____ DATA SUPPLIED

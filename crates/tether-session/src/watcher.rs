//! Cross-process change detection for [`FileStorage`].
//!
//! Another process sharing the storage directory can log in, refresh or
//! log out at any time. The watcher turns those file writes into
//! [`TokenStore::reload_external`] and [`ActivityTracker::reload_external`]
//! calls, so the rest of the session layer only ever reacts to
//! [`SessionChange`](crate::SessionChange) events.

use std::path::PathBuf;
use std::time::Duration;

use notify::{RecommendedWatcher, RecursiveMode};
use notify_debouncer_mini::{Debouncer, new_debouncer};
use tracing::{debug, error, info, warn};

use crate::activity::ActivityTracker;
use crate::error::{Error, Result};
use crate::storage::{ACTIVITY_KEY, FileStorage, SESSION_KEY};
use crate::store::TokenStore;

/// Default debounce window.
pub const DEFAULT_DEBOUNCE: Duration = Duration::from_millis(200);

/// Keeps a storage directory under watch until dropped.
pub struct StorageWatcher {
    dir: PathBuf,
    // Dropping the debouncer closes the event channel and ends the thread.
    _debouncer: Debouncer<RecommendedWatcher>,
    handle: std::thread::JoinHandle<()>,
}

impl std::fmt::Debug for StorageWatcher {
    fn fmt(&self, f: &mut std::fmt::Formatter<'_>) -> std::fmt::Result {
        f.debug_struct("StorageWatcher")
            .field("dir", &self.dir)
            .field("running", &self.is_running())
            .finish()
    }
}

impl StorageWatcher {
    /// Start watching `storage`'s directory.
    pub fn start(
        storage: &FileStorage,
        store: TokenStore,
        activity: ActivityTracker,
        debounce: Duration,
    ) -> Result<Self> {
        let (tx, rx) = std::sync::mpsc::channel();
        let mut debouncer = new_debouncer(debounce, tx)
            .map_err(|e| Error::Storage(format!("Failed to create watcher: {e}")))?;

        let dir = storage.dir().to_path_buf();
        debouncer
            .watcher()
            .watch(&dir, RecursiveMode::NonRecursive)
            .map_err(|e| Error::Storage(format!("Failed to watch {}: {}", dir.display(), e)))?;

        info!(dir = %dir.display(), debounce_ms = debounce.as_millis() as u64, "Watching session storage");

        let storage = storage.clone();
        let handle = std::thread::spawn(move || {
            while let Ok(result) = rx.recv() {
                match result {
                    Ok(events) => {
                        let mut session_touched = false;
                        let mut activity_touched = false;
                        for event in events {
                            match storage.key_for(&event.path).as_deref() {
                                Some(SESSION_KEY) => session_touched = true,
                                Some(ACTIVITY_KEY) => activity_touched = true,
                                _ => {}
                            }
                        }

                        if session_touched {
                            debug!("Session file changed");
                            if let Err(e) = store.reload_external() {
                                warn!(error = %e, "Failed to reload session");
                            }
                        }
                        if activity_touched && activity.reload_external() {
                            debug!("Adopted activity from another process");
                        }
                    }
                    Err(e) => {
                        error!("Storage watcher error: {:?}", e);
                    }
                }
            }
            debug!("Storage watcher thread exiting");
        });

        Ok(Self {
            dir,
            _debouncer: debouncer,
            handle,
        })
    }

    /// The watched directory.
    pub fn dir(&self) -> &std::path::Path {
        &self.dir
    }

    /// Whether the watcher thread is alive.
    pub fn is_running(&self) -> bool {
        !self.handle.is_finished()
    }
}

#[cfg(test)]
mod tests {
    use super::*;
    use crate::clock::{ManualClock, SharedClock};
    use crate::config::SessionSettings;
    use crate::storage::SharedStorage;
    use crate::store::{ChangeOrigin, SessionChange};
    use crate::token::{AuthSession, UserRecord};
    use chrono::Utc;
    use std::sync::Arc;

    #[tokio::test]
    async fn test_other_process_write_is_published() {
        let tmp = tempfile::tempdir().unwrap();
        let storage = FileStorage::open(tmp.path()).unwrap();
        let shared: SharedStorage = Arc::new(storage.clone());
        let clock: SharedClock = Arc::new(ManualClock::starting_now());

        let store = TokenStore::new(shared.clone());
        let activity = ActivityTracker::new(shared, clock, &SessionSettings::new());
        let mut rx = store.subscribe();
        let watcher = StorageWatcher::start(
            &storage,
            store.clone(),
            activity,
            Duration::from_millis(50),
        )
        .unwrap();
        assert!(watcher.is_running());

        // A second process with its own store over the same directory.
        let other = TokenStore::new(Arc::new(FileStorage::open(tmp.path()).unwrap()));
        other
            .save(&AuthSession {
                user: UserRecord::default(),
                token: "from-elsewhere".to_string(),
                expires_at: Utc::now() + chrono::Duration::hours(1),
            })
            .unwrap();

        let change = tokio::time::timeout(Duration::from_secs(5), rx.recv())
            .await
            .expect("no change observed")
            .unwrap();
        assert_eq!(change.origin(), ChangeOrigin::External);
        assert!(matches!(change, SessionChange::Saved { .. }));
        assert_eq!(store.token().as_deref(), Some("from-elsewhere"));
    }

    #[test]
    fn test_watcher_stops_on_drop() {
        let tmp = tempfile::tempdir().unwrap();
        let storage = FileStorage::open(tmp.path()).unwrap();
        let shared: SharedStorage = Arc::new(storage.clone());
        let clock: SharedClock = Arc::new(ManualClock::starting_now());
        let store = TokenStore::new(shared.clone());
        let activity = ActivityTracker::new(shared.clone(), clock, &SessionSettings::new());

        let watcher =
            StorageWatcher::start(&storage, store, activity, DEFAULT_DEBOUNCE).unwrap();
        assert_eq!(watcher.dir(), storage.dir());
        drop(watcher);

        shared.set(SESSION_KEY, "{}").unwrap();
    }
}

________
____ DATA SUPPLIED

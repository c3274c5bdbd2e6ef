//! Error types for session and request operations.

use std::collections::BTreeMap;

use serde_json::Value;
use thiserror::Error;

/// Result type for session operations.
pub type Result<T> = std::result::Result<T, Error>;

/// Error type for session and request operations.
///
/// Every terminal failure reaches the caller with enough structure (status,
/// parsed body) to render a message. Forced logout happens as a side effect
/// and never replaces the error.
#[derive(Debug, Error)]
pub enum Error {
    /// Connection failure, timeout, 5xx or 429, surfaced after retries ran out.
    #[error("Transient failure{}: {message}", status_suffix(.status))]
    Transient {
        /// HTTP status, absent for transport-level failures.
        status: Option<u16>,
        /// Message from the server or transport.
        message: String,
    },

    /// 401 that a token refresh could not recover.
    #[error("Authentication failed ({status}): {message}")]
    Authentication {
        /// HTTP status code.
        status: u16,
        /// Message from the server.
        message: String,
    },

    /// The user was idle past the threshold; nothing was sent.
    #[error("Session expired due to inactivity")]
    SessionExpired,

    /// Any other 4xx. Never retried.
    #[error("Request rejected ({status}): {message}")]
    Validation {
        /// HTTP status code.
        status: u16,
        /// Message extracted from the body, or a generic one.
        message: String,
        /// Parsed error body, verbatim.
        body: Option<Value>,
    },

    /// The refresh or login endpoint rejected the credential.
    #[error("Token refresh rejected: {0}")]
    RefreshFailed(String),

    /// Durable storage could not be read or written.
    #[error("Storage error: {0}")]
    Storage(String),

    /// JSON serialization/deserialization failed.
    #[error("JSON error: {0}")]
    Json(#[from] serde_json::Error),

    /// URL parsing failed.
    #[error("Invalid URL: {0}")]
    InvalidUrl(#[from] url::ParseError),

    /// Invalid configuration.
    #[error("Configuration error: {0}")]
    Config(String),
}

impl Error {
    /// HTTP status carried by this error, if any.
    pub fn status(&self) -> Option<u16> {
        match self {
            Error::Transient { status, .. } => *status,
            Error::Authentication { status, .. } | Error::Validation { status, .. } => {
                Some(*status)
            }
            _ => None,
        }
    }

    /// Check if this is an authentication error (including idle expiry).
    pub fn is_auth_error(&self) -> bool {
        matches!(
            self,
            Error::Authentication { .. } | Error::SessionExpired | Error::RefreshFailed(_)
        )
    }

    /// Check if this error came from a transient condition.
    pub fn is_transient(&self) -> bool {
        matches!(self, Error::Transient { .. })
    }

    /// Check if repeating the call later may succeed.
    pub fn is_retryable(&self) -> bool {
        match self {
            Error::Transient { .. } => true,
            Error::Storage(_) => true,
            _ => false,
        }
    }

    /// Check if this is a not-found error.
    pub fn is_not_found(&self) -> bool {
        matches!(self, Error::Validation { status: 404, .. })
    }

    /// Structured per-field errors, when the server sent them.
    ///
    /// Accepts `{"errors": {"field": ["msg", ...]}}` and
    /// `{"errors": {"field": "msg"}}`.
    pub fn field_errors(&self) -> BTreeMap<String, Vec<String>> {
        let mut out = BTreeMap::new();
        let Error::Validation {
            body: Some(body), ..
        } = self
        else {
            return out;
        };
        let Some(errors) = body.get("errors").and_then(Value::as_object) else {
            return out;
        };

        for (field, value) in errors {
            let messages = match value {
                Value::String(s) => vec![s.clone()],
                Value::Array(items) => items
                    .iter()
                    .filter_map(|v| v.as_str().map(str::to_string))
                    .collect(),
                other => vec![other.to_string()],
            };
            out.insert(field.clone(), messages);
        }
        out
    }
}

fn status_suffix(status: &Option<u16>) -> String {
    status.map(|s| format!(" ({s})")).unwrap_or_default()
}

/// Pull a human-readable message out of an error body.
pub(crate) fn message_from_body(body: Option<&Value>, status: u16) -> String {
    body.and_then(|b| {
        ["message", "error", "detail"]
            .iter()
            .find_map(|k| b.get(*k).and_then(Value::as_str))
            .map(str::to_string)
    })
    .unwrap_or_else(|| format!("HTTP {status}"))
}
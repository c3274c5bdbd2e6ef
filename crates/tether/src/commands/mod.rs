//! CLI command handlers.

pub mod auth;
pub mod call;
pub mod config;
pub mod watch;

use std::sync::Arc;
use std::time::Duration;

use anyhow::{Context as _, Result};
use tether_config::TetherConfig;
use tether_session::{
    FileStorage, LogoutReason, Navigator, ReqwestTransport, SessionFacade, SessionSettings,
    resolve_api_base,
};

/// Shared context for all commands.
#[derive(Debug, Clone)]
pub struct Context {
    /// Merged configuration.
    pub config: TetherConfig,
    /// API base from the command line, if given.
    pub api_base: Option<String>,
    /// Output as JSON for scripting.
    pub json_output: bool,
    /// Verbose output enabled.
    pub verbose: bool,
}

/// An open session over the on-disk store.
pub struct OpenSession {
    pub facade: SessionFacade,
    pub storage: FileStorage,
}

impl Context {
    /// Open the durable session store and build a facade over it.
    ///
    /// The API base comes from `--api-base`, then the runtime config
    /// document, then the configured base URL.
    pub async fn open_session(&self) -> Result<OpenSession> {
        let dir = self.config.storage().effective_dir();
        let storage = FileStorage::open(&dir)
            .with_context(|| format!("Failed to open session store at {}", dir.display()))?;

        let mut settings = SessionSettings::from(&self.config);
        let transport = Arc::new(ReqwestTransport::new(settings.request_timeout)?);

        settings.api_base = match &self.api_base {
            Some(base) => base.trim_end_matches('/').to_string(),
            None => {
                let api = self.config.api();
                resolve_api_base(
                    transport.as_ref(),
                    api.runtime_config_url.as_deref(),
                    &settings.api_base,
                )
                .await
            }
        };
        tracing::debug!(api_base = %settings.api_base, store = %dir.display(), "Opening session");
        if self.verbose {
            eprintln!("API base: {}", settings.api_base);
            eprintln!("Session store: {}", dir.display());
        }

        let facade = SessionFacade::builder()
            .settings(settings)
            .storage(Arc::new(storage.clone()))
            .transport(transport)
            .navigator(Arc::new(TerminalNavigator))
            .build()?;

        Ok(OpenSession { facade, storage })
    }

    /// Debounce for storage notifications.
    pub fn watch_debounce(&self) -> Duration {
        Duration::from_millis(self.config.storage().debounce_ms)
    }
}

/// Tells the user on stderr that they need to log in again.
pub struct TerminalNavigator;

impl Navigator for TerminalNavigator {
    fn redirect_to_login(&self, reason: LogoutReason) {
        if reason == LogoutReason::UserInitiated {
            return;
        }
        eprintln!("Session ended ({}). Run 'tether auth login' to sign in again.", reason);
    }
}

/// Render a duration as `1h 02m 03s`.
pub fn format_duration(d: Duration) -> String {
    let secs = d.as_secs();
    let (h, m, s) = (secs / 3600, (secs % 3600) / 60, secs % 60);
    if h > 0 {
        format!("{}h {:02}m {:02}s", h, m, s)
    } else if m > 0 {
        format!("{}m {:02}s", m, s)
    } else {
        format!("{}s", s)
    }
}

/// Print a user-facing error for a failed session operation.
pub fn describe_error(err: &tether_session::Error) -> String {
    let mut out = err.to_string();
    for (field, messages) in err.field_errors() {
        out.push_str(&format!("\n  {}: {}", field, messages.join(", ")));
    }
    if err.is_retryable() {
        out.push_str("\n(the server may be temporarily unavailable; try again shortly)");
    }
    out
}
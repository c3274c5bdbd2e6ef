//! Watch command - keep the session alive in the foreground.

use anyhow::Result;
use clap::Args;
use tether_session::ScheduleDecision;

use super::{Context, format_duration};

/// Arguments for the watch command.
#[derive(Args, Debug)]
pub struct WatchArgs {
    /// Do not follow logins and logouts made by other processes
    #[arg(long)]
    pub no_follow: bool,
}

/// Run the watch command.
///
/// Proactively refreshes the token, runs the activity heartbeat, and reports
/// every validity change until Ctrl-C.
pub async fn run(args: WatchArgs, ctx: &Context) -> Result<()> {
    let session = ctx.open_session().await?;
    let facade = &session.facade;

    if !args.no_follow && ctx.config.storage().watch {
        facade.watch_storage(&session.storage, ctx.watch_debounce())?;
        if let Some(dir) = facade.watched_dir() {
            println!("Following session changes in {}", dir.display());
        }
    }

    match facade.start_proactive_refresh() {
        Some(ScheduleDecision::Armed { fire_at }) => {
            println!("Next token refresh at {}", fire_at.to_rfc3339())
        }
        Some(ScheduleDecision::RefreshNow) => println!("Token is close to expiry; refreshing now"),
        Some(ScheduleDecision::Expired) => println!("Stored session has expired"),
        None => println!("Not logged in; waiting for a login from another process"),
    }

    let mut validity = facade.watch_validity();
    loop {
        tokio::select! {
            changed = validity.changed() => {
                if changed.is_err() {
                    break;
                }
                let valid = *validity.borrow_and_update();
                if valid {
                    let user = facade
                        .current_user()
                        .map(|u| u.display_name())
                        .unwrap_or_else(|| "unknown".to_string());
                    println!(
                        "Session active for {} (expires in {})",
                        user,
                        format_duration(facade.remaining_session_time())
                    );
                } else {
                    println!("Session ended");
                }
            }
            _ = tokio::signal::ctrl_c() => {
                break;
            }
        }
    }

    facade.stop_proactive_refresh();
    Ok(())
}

________
____ DATA SUPPLIED

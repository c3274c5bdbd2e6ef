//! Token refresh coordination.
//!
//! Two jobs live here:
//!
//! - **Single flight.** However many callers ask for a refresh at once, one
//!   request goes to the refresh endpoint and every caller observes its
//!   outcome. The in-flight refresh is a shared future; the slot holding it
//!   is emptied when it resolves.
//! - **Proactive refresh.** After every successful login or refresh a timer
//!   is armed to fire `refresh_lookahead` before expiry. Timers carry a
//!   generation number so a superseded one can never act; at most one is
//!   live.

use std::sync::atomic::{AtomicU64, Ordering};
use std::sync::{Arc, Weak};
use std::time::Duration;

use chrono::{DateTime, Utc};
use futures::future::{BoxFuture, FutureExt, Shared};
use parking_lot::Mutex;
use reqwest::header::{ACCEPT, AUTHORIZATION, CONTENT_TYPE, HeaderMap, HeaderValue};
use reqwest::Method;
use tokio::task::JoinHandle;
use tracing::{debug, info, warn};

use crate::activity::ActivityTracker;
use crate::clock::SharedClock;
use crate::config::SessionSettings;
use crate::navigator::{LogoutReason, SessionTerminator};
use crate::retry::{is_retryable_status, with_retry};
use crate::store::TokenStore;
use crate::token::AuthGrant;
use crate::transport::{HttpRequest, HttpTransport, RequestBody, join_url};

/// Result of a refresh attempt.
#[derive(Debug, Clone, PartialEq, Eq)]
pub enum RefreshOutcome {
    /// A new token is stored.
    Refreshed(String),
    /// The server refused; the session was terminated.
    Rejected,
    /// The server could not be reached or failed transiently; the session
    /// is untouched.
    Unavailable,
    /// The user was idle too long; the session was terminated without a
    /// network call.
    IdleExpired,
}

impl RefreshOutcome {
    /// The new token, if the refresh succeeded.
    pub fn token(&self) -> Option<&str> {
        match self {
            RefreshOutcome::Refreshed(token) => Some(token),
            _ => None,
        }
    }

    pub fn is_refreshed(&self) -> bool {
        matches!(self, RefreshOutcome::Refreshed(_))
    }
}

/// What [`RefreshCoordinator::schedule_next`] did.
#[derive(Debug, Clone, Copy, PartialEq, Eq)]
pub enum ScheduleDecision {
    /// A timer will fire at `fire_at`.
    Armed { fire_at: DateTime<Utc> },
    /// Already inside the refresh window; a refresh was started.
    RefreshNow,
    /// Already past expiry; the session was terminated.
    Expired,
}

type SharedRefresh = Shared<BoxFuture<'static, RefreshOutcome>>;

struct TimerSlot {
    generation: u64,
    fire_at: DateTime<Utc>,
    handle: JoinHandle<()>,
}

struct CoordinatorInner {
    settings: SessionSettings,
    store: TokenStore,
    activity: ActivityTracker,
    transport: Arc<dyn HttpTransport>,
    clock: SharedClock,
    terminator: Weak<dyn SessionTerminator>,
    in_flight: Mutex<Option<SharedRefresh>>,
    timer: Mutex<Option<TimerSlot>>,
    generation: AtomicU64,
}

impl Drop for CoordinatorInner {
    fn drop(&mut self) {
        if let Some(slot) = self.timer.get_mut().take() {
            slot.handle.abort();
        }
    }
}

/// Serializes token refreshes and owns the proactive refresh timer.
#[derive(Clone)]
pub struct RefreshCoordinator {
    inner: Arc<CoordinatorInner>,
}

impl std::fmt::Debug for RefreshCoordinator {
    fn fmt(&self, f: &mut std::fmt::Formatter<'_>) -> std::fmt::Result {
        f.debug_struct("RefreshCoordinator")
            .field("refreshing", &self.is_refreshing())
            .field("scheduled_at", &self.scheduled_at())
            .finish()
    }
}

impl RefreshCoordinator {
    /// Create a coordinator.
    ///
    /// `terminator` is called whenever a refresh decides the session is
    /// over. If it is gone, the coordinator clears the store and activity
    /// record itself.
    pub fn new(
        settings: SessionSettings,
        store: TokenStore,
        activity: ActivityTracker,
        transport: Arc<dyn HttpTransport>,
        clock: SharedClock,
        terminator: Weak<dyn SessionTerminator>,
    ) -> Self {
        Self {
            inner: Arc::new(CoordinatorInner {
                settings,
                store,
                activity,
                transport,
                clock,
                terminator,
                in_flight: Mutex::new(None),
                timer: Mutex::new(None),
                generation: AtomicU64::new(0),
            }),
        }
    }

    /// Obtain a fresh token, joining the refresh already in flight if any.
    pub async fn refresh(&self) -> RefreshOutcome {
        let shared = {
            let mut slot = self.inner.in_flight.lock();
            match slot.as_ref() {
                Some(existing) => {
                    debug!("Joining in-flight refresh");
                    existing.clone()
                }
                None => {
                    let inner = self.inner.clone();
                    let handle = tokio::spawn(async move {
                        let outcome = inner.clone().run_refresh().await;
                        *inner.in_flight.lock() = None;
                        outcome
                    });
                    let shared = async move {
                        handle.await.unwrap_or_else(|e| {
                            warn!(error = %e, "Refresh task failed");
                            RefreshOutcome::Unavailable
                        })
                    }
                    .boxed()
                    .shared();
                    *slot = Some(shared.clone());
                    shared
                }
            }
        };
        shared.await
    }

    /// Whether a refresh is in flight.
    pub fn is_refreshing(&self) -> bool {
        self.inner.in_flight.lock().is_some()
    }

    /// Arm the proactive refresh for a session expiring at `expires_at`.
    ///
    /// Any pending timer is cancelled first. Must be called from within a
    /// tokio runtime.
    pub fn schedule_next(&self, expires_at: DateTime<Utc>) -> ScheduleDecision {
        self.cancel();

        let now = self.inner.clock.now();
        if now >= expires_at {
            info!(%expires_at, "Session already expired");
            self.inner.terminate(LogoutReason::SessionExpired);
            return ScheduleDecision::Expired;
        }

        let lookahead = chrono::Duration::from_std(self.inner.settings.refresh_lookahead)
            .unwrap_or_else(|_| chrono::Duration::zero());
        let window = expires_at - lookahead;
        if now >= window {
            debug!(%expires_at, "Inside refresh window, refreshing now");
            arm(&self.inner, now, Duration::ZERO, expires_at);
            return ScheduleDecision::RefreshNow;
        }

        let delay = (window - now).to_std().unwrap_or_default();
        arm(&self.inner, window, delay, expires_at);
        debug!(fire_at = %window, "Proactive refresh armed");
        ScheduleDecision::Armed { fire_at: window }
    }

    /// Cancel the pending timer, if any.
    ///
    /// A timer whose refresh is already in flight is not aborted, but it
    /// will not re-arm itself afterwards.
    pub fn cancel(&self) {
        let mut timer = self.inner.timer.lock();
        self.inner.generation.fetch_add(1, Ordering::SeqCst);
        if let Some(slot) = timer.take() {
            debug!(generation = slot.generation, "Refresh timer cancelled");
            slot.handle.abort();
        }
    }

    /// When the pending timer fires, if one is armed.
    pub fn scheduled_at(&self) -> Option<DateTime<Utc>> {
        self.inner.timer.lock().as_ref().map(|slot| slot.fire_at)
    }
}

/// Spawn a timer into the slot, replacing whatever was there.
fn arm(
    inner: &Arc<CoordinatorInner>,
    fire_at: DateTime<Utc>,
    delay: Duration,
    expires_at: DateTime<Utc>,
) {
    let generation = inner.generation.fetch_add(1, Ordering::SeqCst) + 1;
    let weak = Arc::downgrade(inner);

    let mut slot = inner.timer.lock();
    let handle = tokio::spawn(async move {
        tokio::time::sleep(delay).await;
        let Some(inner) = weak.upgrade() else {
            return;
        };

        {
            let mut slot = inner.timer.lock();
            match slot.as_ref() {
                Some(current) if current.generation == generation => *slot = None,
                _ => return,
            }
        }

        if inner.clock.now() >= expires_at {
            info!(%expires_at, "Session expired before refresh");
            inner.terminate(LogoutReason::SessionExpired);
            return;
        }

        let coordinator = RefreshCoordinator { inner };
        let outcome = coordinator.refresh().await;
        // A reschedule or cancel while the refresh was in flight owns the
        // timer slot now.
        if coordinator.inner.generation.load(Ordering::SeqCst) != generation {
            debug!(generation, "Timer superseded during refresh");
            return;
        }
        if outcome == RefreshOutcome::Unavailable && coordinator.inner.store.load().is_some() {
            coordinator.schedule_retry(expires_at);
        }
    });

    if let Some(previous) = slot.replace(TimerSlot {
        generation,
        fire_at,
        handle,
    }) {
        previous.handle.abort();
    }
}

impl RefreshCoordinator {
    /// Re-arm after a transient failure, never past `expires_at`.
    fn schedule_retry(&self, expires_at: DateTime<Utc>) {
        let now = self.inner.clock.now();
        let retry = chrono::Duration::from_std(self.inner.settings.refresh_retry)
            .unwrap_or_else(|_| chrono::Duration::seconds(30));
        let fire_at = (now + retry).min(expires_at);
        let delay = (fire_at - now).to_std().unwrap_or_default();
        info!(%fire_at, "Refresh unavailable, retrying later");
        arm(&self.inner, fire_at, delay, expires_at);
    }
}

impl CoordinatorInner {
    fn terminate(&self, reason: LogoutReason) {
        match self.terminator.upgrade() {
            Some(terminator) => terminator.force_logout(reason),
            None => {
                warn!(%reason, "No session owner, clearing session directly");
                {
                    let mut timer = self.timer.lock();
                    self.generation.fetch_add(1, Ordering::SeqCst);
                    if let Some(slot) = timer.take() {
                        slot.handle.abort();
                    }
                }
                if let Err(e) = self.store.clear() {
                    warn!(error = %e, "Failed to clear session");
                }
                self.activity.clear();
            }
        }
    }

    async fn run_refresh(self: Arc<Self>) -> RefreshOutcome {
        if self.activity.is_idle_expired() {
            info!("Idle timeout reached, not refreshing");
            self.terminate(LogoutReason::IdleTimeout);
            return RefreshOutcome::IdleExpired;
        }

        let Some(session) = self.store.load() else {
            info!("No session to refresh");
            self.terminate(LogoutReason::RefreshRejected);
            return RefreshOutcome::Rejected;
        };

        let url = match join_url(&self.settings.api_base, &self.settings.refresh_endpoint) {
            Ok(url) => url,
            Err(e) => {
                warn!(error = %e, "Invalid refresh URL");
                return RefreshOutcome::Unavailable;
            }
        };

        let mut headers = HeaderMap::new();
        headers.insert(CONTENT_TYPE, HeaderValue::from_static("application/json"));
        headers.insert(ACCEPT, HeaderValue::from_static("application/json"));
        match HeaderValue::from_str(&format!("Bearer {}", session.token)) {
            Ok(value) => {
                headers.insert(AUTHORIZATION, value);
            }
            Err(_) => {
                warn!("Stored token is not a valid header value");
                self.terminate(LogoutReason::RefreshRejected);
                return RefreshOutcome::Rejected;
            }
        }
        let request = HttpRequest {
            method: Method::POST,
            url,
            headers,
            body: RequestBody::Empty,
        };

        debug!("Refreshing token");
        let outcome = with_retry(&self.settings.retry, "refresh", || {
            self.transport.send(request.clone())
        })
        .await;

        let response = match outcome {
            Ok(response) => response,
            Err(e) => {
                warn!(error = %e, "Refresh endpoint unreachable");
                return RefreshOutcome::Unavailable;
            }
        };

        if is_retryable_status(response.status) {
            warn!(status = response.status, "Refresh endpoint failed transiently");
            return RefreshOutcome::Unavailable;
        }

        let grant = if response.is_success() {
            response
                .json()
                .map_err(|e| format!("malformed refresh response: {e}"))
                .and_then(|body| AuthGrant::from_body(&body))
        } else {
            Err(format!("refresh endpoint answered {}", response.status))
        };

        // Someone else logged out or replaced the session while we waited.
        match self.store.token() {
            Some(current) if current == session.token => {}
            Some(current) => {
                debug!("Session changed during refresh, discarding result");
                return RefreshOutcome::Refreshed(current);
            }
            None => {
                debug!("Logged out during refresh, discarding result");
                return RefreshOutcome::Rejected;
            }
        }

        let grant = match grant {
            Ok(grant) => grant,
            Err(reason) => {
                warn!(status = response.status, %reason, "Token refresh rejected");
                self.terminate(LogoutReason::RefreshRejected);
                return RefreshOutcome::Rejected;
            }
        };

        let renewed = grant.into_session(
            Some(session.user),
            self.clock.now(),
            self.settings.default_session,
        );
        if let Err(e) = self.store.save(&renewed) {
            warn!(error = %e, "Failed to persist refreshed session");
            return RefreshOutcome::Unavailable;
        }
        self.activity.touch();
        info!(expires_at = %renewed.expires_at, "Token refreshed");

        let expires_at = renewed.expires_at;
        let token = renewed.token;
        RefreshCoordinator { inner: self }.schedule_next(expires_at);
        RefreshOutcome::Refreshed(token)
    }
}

________

TASK INSTRUCTIONS:
The range runs from the line above containing "filename crates/tether-session/src/watcher.rs" to the line containing "pub const DEFAULT_DEBOUNCE: Duration", inclusive. Restate those lines word for word and no others.

REPLY:
filename crates/tether-session/src/watcher.rs
//! Cross-process change detection for [`FileStorage`].
//!
//! Another process sharing the storage directory can log in, refresh or
//! log out at any time. The watcher turns those file writes into
//! [`TokenStore::reload_external`] and [`ActivityTracker::reload_external`]
//! calls, so the rest of the session layer only ever reacts to
//! [`SessionChange`](crate::SessionChange) events.

use std::path::PathBuf;
use std::time::Duration;

use notify::{RecommendedWatcher, RecursiveMode};
use notify_debouncer_mini::{Debouncer, new_debouncer};
use tracing::{debug, error, info, warn};

use crate::activity::ActivityTracker;
use crate::error::{Error, Result};
use crate::storage::{ACTIVITY_KEY, FileStorage, SESSION_KEY};
use crate::store::TokenStore;

/// Default debounce window.
pub const DEFAULT_DEBOUNCE: Duration = Duration::from_millis(200);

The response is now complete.